Your task> Give again the lines of the data from its first line through the line with "needs travels through". Change nothing.

Data to use>
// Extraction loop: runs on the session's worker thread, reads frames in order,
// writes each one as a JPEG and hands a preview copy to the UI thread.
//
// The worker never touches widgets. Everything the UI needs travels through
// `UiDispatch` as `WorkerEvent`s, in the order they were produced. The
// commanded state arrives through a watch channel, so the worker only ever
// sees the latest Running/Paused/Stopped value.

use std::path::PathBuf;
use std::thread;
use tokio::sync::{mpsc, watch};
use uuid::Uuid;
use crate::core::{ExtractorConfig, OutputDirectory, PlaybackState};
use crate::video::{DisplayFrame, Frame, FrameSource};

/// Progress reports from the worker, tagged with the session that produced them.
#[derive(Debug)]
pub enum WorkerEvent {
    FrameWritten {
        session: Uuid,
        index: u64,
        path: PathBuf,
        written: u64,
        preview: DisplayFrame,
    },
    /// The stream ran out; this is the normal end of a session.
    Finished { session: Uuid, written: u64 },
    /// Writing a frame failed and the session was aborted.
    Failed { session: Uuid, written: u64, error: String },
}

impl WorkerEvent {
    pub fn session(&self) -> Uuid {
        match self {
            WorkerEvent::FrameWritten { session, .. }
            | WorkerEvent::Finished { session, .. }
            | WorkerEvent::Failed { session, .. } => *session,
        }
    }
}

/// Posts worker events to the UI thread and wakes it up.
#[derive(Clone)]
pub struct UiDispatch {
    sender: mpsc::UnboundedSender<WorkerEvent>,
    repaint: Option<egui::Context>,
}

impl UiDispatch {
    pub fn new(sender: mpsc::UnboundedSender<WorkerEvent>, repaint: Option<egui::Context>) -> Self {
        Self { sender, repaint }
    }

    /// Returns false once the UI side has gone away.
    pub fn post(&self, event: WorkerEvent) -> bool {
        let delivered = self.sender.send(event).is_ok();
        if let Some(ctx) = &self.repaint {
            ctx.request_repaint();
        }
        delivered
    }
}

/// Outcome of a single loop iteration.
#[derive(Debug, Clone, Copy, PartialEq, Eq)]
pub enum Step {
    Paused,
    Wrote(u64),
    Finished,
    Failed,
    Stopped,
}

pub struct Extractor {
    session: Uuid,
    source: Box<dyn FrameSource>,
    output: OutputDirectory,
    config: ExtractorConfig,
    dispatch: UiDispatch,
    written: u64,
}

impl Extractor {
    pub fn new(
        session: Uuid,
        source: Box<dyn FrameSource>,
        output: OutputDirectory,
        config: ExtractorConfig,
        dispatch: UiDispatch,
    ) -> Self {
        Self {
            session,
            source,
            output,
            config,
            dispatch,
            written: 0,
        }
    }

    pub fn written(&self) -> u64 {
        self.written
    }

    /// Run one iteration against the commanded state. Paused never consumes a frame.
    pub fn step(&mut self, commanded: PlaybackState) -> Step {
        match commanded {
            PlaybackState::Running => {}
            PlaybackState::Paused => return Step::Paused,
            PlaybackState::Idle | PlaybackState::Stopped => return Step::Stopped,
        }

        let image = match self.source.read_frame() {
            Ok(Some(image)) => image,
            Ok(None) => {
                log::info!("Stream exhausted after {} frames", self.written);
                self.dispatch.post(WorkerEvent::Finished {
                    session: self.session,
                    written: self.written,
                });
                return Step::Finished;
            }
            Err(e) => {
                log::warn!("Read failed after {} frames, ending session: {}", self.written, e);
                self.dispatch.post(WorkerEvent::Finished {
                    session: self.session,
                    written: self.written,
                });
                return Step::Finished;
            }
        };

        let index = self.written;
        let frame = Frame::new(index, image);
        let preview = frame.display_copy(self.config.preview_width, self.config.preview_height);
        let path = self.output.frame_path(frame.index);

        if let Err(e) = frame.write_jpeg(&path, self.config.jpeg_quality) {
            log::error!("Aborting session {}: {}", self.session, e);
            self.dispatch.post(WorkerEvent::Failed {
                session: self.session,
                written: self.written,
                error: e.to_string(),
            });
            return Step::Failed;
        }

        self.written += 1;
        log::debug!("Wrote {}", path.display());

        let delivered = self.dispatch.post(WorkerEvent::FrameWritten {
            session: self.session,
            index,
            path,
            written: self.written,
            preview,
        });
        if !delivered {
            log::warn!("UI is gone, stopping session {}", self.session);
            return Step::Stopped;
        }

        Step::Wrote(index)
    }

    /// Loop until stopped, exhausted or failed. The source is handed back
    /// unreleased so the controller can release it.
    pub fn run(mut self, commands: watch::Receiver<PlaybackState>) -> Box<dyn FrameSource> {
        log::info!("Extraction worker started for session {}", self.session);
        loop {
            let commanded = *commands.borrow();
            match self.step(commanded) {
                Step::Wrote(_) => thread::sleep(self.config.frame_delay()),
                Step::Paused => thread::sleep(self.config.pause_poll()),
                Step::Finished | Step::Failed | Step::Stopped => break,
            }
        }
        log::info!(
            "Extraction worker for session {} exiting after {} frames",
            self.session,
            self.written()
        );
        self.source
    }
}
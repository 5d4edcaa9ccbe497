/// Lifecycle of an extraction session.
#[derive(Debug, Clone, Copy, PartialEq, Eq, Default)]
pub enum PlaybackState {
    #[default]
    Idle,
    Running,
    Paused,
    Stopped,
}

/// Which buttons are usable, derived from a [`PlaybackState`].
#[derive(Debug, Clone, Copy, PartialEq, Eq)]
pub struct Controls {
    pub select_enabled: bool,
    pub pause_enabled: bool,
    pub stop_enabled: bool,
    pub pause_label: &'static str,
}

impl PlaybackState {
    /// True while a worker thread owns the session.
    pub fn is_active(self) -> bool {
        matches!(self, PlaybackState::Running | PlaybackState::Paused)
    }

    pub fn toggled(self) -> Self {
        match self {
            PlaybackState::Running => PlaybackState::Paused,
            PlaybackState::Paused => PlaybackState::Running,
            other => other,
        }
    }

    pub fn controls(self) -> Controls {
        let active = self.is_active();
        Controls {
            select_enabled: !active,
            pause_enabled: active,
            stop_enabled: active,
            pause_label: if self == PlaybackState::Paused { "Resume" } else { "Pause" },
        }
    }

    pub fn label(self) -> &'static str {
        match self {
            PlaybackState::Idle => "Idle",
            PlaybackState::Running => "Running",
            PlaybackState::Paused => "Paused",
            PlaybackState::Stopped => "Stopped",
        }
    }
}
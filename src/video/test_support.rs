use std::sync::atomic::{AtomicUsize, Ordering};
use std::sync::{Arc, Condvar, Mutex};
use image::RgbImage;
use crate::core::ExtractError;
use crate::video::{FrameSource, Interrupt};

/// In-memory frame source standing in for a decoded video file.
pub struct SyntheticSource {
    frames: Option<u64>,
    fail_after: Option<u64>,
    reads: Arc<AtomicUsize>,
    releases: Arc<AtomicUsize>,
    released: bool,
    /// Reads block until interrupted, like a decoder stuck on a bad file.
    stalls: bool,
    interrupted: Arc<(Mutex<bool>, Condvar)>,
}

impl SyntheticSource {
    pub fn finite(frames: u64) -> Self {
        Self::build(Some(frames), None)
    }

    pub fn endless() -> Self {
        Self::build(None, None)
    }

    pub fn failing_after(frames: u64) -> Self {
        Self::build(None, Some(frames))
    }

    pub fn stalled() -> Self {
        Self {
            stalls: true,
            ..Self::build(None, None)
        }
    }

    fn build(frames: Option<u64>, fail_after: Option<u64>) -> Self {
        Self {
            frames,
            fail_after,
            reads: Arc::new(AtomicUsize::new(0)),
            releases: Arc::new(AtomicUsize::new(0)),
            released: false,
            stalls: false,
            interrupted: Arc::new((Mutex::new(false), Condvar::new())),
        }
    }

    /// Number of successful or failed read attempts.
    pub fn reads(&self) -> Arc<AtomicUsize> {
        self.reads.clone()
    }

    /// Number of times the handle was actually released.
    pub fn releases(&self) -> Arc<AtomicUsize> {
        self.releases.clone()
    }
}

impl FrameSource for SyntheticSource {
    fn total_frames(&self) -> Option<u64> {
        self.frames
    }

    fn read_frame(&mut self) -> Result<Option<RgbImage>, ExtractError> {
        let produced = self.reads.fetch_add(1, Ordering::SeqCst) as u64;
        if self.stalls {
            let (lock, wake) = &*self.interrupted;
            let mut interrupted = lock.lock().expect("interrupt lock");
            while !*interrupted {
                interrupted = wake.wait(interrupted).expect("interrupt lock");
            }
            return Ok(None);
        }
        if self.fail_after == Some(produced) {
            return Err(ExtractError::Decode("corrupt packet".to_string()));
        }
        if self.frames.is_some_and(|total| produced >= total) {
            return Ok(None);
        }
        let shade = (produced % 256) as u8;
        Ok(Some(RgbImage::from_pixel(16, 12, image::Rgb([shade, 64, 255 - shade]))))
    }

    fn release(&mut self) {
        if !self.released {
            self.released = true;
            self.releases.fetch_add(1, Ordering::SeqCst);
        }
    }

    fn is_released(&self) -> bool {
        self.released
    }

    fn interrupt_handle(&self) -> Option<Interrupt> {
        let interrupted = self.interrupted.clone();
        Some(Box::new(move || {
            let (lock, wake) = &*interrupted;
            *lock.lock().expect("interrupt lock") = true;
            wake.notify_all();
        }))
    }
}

Written reply>
// Extraction loop: runs on the session's worker thread, reads frames in order,
// writes each one as a JPEG and hands a preview copy to the UI thread.
//
// The worker never touches widgets. Everything the UI needs travels through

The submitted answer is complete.